Poseł PiS chce usunąć z podręczników „przed naszą erą” i „w naszej erze”
Poseł Zbigniew Dolata z Prawa i Sprawiedliwości chce by z oficjalnych opracowań zniknęły skróty p.n.e i n.e. Polityk chce by w podręcznikach szkolnych i na wystawach muzealnych znalazły się terminy „przed Chrystusem” i „po Chrystusie” lub „Anno Domini”.
Poseł Dolata napisał w tej sprawie interpelacje do ministra kultury Piotra Glińskiego.
„Dekomunizacja nie objęła niezwykle istotnej kwestii stosowania terminów 'przed naszą erą’ (p.n.e.) i 'naszej ery’ (n.e.).

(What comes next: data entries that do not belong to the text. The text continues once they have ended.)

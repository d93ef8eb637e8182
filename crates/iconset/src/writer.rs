//! Iconset writer
//!
//! Renders each entry of the size table, encodes it as PNG into the output
//! directory, then writes `Contents.json` next to the images. The first
//! failure aborts the run.

use std::fs;
use std::path::{Path, PathBuf};

use image::ImageFormat;
use rayon::prelude::*;
use tileglow_config::{GeneratorConfig, SizeSpec, ICON_SIZES};
use tileglow_painting::{compose_icon, ComposeOptions};
use tracing::{debug, info};

use crate::error::IconsetError;
use crate::manifest::{build_manifest, Manifest};

/// One PNG written to disk
#[derive(Debug, Clone, PartialEq, Eq)]
pub struct WrittenIcon {
    pub spec: SizeSpec,
    pub path: PathBuf,
}

/// Summary of a completed run
#[derive(Debug, Clone, PartialEq, Eq)]
pub struct IconsetReport {
    pub output_dir: PathBuf,
    pub icons: Vec<WrittenIcon>,
    pub manifest_path: PathBuf,
}

/// Write the full macOS iconset described by `config`
pub fn write_iconset(config: &GeneratorConfig) -> Result<IconsetReport, IconsetError> {
    write_iconset_with(config, &ICON_SIZES)
}

/// Write an iconset for an arbitrary size table
pub fn write_iconset_with(
    config: &GeneratorConfig,
    sizes: &[SizeSpec],
) -> Result<IconsetReport, IconsetError> {
    let output_dir = config.output_dir.clone();
    fs::create_dir_all(&output_dir).map_err(|source| IconsetError::CreateDir {
        path: output_dir.clone(),
        source,
    })?;

    let options = ComposeOptions::from(config);
    debug!(
        "write_iconset: dir={} sizes={} parallel={}",
        output_dir.display(),
        sizes.len(),
        config.parallel
    );

    let icons = if config.parallel {
        sizes
            .par_iter()
            .map(|spec| render_icon(&output_dir, spec, &options))
            .collect::<Result<Vec<_>, _>>()?
    } else {
        sizes
            .iter()
            .map(|spec| render_icon(&output_dir, spec, &options))
            .collect::<Result<Vec<_>, _>>()?
    };

    let manifest_path = config.manifest_path();
    write_manifest(&build_manifest(sizes), &manifest_path)?;
    info!("Wrote {}", manifest_path.display());

    Ok(IconsetReport {
        output_dir,
        icons,
        manifest_path,
    })
}

/// Compose one size and save it as `<dir>/<file_name>`
pub fn render_icon(
    dir: &Path,
    spec: &SizeSpec,
    options: &ComposeOptions,
) -> Result<WrittenIcon, IconsetError> {
    let canvas = compose_icon(spec.pixel_size, options)?;
    let path = dir.join(spec.file_name);

    canvas
        .to_rgba_image()?
        .save_with_format(&path, ImageFormat::Png)
        .map_err(|source| IconsetError::Encode {
            path: path.clone(),
            source,
        })?;

    info!("Wrote {}", path.display());
    Ok(WrittenIcon { spec: *spec, path })
}

/// Serialize `manifest` to `path`, replacing any existing file
pub fn write_manifest(manifest: &Manifest, path: &Path) -> Result<(), IconsetError> {
    let json = manifest.to_json()?;
    fs::write(path, json).map_err(|source| IconsetError::Write {
        path: path.to_path_buf(),
        source,
    })
}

Ich wprowadzenie w czasach PRL było ważnym z punktu widzenia komunistów elementem sowietyzacji Polski” – napisał poseł PiS – „Usunięcie z przestrzeni publicznej terminów 'przed Chrystusem’ i 'po Chrystusie’ lub 'Anno Domini’, związanych z chrześcijańskimi źródłami naszej kultury i używanych we wszystkich krajach cywilizacji Zachodu, miało służyć realizowanej na wzór sowiecki ateizacji Polski” – czytamy w interpelacji polityka.
Określenia „przed Chrystusem” stosuje się w niektórych krajach. Znajdziemy je m.in. w języku angielskim (before Christ) czy w krajach Ameryki łacińskiej. Nie jest to jednak dominująca praktyka. „Przed naszą erą funkcjonuje m.in. w niemieckim (vor unserer Ära).